Give again, word for word, every line in the entries below from the line with "extendable to a word" up to and including the line with "ledger, that word's", and no other line.

Stored items
* * * * * * * * *

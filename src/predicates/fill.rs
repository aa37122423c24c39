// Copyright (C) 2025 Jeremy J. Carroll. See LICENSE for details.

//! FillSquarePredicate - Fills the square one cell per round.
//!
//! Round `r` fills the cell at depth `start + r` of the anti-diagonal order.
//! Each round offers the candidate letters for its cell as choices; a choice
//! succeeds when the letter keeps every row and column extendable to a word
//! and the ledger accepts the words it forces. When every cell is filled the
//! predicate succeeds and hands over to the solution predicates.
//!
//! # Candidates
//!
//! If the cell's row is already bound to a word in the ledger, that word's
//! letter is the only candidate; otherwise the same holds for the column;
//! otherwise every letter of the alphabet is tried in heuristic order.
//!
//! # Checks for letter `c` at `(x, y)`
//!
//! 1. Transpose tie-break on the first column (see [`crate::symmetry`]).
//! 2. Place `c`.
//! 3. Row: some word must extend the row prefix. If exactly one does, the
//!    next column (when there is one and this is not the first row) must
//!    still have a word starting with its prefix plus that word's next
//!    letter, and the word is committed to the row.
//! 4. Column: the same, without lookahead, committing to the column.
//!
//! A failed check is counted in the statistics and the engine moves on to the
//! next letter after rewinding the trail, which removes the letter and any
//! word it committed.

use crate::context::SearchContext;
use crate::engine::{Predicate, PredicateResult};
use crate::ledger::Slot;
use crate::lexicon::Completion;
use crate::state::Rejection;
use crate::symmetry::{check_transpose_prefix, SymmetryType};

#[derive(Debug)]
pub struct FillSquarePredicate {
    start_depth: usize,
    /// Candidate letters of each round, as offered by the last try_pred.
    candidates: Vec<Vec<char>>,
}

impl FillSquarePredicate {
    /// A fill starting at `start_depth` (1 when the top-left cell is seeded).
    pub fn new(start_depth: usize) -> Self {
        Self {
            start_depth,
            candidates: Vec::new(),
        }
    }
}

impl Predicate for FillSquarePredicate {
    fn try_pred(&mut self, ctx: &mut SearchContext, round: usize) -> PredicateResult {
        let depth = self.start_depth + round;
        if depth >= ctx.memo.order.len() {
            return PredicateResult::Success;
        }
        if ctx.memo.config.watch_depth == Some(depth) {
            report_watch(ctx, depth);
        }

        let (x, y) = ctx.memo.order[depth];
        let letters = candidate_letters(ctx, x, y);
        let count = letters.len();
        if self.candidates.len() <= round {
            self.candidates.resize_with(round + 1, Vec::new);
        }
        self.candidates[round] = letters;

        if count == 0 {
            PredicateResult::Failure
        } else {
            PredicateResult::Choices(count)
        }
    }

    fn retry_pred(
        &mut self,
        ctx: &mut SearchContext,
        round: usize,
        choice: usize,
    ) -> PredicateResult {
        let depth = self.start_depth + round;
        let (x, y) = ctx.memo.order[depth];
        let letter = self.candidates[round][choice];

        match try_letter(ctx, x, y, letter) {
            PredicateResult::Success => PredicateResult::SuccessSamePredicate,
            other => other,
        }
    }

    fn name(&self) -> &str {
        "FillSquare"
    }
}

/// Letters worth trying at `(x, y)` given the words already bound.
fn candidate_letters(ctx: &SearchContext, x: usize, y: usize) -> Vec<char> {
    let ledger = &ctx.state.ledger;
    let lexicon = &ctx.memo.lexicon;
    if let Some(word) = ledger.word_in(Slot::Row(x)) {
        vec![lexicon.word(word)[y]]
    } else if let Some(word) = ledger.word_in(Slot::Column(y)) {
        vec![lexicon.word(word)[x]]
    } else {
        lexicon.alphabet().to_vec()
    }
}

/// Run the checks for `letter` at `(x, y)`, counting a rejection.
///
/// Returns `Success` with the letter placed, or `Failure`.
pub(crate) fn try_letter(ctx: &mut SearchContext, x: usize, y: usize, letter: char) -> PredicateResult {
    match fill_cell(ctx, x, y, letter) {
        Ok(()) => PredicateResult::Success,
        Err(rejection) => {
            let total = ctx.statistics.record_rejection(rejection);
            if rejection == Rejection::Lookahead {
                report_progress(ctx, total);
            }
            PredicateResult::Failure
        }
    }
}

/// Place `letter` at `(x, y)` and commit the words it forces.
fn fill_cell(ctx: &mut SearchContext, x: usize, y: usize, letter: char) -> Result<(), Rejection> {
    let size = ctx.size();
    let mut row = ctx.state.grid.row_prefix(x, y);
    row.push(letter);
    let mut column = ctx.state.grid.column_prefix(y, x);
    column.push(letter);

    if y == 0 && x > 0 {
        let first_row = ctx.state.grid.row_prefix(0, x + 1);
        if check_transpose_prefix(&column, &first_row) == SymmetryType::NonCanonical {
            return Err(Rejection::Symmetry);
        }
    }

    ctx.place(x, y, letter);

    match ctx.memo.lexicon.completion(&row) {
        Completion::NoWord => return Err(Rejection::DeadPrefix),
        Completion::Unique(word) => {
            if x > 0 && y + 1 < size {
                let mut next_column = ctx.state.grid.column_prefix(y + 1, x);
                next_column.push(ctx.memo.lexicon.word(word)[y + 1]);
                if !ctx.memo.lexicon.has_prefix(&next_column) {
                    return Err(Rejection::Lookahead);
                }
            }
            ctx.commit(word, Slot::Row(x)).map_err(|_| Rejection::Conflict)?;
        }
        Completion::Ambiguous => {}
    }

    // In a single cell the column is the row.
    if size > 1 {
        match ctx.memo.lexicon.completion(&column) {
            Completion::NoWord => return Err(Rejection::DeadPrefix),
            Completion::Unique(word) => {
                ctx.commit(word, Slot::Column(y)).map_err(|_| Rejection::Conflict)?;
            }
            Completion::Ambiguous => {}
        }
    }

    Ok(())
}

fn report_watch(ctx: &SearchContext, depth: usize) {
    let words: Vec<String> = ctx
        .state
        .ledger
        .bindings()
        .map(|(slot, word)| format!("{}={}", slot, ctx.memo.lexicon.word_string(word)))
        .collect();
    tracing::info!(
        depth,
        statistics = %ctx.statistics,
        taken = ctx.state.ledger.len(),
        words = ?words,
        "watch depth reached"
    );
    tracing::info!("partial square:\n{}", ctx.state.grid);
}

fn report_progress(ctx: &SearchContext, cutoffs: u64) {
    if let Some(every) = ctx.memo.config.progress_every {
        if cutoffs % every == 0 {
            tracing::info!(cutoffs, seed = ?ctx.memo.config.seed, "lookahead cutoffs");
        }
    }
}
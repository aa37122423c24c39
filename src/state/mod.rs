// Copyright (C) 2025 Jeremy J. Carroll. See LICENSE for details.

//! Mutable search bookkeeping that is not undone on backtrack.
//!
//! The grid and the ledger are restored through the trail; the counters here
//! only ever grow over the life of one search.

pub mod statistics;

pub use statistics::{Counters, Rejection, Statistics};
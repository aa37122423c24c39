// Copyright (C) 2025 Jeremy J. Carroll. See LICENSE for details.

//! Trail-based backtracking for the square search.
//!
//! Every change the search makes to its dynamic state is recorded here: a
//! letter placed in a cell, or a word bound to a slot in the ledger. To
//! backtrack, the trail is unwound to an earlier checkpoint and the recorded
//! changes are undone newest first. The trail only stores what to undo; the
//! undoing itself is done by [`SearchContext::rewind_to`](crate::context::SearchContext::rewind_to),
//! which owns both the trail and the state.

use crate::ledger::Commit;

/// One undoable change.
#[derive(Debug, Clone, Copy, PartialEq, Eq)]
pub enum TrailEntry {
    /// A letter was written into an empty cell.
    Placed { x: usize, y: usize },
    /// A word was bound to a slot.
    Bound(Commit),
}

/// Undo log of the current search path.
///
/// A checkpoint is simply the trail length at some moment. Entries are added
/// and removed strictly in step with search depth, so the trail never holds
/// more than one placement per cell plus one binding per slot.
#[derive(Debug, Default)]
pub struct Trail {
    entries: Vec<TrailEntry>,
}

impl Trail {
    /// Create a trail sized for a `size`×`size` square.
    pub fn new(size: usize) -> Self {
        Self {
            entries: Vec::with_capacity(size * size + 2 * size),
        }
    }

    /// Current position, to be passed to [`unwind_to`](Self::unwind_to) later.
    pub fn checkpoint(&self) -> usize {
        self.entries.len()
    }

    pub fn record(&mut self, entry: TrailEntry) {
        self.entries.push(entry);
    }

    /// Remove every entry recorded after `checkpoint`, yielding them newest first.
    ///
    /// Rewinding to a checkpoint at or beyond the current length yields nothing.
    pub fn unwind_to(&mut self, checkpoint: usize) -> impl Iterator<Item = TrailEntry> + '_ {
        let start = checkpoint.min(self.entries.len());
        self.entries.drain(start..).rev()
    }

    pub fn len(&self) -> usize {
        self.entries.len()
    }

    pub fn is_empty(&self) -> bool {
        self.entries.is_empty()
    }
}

* * * * * * * * *

■ ANSWER AREA
//! succeeds when the letter keeps every row and column extendable to a word
//! and the ledger accepts the words it forces. When every cell is filled the
//! predicate succeeds and hands over to the solution predicates.
//!
//! # Candidates
//!
//! If the cell's row is already bound to a word in the ledger, that word's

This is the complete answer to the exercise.